EXERCISE: Where the word "AppServices" occurs in a line of the data, return the whole line.

DATA EXTRACT:

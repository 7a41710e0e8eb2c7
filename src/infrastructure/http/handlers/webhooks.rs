//! Gateway webhook handler

use std::sync::Arc;

use bytes::Bytes;
use serde_json::json;
use warp::http::{HeaderMap, StatusCode};

use crate::application::services::WebhookService;
use crate::infrastructure::http::responses::ResponseFormatter;
use crate::shared::logging::LoggingUtils;

/// Handle a webhook delivery. The body is taken as raw bytes so the
/// signature is checked over exactly what the gateway sent.
pub async fn handle_gateway_webhook(
    headers: HeaderMap,
    body: Bytes,
    service: Arc<WebhookService>,
) -> Result<warp::reply::Response, warp::Rejection> {
    let request_id = LoggingUtils::generate_request_id();
    let signature = headers
        .get(service.signature_header())
        .and_then(|value| value.to_str().ok());

    match service.handle(&request_id, &body, signature).await {
        Ok(ack) => Ok(ResponseFormatter::json(
            &json!({ "status": ack.as_str(), "request_id": request_id }),
            StatusCode::OK,
        )),
        Err(e) => {
            LoggingUtils::log_error(&request_id, "webhook", &e);
            Ok(ResponseFormatter::from_app_error(&e))
        }
    }
}
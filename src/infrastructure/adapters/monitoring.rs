//! Monitoring adapter for metrics and observability
//!
//! This adapter owns the Prometheus registry and the reconciliation counters.

use prometheus::{Encoder, IntCounterVec, Opts, Registry, TextEncoder};
use tracing::warn;

use crate::domain::ports::GatewayError;
use crate::shared::error::{AppError, AppResult};

/// Adapter for monitoring and metrics services
pub struct MonitoringAdapter {
    prometheus_registry: Registry,
    webhook_events: IntCounterVec,
    reconciliations: IntCounterVec,
    gateway_requests: IntCounterVec,
}

fn counter(registry: &Registry, name: &str, help: &str, labels: &[&str]) -> AppResult<IntCounterVec> {
    let counter = IntCounterVec::new(Opts::new(name, help), labels)
        .map_err(|e| AppError::Internal(format!("Failed to create metric {}: {}", name, e)))?;
    registry
        .register(Box::new(counter.clone()))
        .map_err(|e| AppError::Internal(format!("Failed to register metric {}: {}", name, e)))?;
    Ok(counter)
}

impl MonitoringAdapter {
    /// Create a new monitoring adapter with its own registry
    pub fn new() -> AppResult<Self> {
        let registry = Registry::new();

        let webhook_events = counter(
            &registry,
            "webhook_events_total",
            "Webhook deliveries by event kind and outcome",
            &["kind", "outcome"],
        )?;
        let reconciliations = counter(
            &registry,
            "reconciliations_total",
            "Poller runs by outcome",
            &["outcome"],
        )?;
        let gateway_requests = counter(
            &registry,
            "gateway_requests_total",
            "Gateway queries by operation and outcome",
            &["operation", "outcome"],
        )?;

        Ok(Self {
            prometheus_registry: registry,
            webhook_events,
            reconciliations,
            gateway_requests,
        })
    }

    pub fn record_webhook(&self, kind: &str, outcome: &str) {
        self.webhook_events.with_label_values(&[kind, outcome]).inc();
    }

    pub fn record_reconciliation(&self, outcome: &str) {
        self.reconciliations.with_label_values(&[outcome]).inc();
    }

    /// Record one gateway query; `result` is only inspected, not consumed
    pub fn record_gateway_request<T>(&self, operation: &str, result: &Result<T, GatewayError>) {
        let outcome = match result {
            Ok(_) => "ok",
            Err(GatewayError::NotFound) => "not_found",
            Err(GatewayError::Unavailable(_)) => "unavailable",
            Err(GatewayError::Unauthorized(_)) => "unauthorized",
            Err(GatewayError::Protocol(_)) => "protocol_error",
        };
        self.gateway_requests.with_label_values(&[operation, outcome]).inc();
    }

    pub fn webhook_count(&self, kind: &str, outcome: &str) -> u64 {
        self.webhook_events.with_label_values(&[kind, outcome]).get()
    }

    pub fn reconciliation_count(&self, outcome: &str) -> u64 {
        self.reconciliations.with_label_values(&[outcome]).get()
    }

    /// Get Prometheus metrics in text format
    pub fn get_prometheus_metrics(&self) -> AppResult<String> {
        let mut buffer = Vec::new();
        TextEncoder::new()
            .encode(&self.prometheus_registry.gather(), &mut buffer)
            .map_err(|e| {
                warn!(error = %e, "Failed to encode metrics");
                AppError::Internal(format!("Failed to encode metrics: {}", e))
            })?;
        String::from_utf8(buffer).map_err(|e| AppError::Internal(format!("Metrics are not UTF-8: {}", e)))
    }
}
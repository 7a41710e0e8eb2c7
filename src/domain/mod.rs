//! Domain layer - Core reconciliation logic and domain models
//!
//! Everything in here is independent of HTTP, Redis and the gateway's wire
//! format. The merge function and signature check are pure.

pub mod events;
pub mod health;
pub mod money;
pub mod order;
pub mod payments;
pub mod ports;
pub mod reconciliation;
pub mod signature;

pub use events::{classify, GatewayEvent};
pub use health::{HealthResponse, HealthStatus};
pub use order::{Order, OrderPaymentRecord, RefundRecord, SettlementRecord};
pub use payments::{
    Payment, PaymentStatus, Refund, RefundStatus, Settlement, SettlementStatus, UnattachedSettlement,
};
pub use ports::{
    GatewayError, GatewayResult, OrderRepository, PaymentGateway, UnattachedSettlementRepository,
    WriteOutcome,
};
pub use reconciliation::{
    merge, FactSource, MergeOutcome, MergeResult, PartialPaymentFacts, PaymentFacts, SettlementFacts,
};
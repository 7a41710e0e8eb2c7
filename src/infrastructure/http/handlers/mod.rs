//! HTTP route handlers module
//!
//! One handler per endpoint. Handlers translate errors into responses and
//! never reject, so every failure carries a JSON body.

pub mod health;
pub mod metrics;
pub mod reconciliation;
pub mod webhooks;

pub use health::handle_health_request;
pub use metrics::handle_prometheus_request;
pub use reconciliation::handle_reconciliation_request;
pub use webhooks::handle_gateway_webhook;
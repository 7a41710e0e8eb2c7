//! HTTP server implementation
//!
//! Wires stores, the gateway client and the application services together
//! and serves them with warp. TLS termination is left to the reverse proxy.

use crate::{
    application::{
        services::{FactApplier, ReconciliationService, WebhookService},
        use_cases::HealthCheckUseCase,
    },
    config::{AppConfig, StorageBackend},
    domain::ports::{OrderRepository, PaymentGateway, UnattachedSettlementRepository},
    infrastructure::adapters::{
        AuthenticationAdapter, HttpGatewayClient, InMemoryOrderStore, InMemoryUnattachedSettlements,
        MonitoringAdapter, RedisOrderStore, RedisUnattachedSettlements,
    },
    infrastructure::http::routes::RouteBuilder,
    shared::error::{AppError, AppResult},
};
use std::sync::Arc;
use tracing::{info, instrument};
use warp::{Filter, Reply};

/// Everything the routes need, built once at startup
#[derive(Clone)]
pub struct AppServices {
    pub orders: Arc<dyn OrderRepository>,
    pub webhook: Arc<WebhookService>,
    pub reconciliation: Arc<ReconciliationService>,
    pub health: Arc<HealthCheckUseCase>,
    pub auth: Arc<AuthenticationAdapter>,
    pub monitoring: Arc<MonitoringAdapter>,
}

impl AppServices {
    /// Assemble services over the given ports
    pub fn assemble(
        config: &AppConfig,
        orders: Arc<dyn OrderRepository>,
        unattached: Arc<dyn UnattachedSettlementRepository>,
        gateway: Arc<dyn PaymentGateway>,
    ) -> AppResult<Self> {
        let monitoring = Arc::new(MonitoringAdapter::new()?);
        let applier = Arc::new(FactApplier::new(
            orders.clone(),
            config.reconciliation.max_conflict_retries,
        ));

        let webhook = Arc::new(WebhookService::new(
            config.webhook.clone(),
            &config.gateway,
            applier.clone(),
            orders.clone(),
            unattached.clone(),
            monitoring.clone(),
        ));
        let reconciliation = Arc::new(ReconciliationService::new(
            orders.clone(),
            gateway,
            applier,
            unattached,
            monitoring.clone(),
        ));

        Ok(Self {
            health: Arc::new(HealthCheckUseCase::new(orders.clone())),
            auth: Arc::new(AuthenticationAdapter::new(config.security.jwt.clone())),
            orders,
            webhook,
            reconciliation,
            monitoring,
        })
    }
}

/// HTTP server implementation
pub struct HttpServer {
    config: AppConfig,
    services: AppServices,
}

impl HttpServer {
    /// Create a server with the storage backend and gateway client from `config`
    pub async fn new(config: AppConfig) -> AppResult<Self> {
        let (orders, unattached): (Arc<dyn OrderRepository>, Arc<dyn UnattachedSettlementRepository>) =
            match config.storage.backend {
                StorageBackend::Memory => (
                    Arc::new(InMemoryOrderStore::new()),
                    Arc::new(InMemoryUnattachedSettlements::new()),
                ),
                StorageBackend::Redis => {
                    let client = redis::Client::open(config.storage.redis_url.as_str())
                        .map_err(|e| AppError::Config(format!("Invalid redis URL: {}", e)))?;
                    let manager = redis::aio::ConnectionManager::new(client).await?;
                    (
                        Arc::new(RedisOrderStore::new(manager.clone(), config.storage.key_prefix.clone())),
                        Arc::new(RedisUnattachedSettlements::new(manager, &config.storage.key_prefix)),
                    )
                }
            };
        info!(backend = ?config.storage.backend, "Storage initialized");

        let gateway: Arc<dyn PaymentGateway> = Arc::new(HttpGatewayClient::new(config.gateway.clone())?);
        let services = AppServices::assemble(&config, orders, unattached, gateway)?;

        Ok(Self { config, services })
    }

    /// Create a server over pre-built services
    pub fn with_services(config: AppConfig, services: AppServices) -> Self {
        Self { config, services }
    }

    /// Get a reference to the configuration
    pub fn config(&self) -> &AppConfig {
        &self.config
    }

    /// Run the HTTP server until the process is stopped
    #[instrument(skip(self))]
    pub async fn run(self) -> AppResult<()> {
        let addr: std::net::SocketAddr = self
            .config
            .server_address()
            .parse()
            .map_err(|e| AppError::Config(format!("Invalid server address: {}", e)))?;

        info!("Starting HTTP server on {}", addr);
        warp::serve(self.create_routes()).run(addr).await;

        Ok(())
    }

    /// Create the application routes
    pub fn create_routes(&self) -> impl Filter<Extract = impl Reply, Error = warp::Rejection> + Clone {
        RouteBuilder::build_routes(self.config.server.max_request_size, &self.services)
    }
}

ANSWER TO THIS EXERCISE:
pub struct AppServices {
impl AppServices {
    services: AppServices,
        let services = AppServices::assemble(&config, orders, unattached, gateway)?;
    pub fn with_services(config: AppConfig, services: AppServices) -> Self {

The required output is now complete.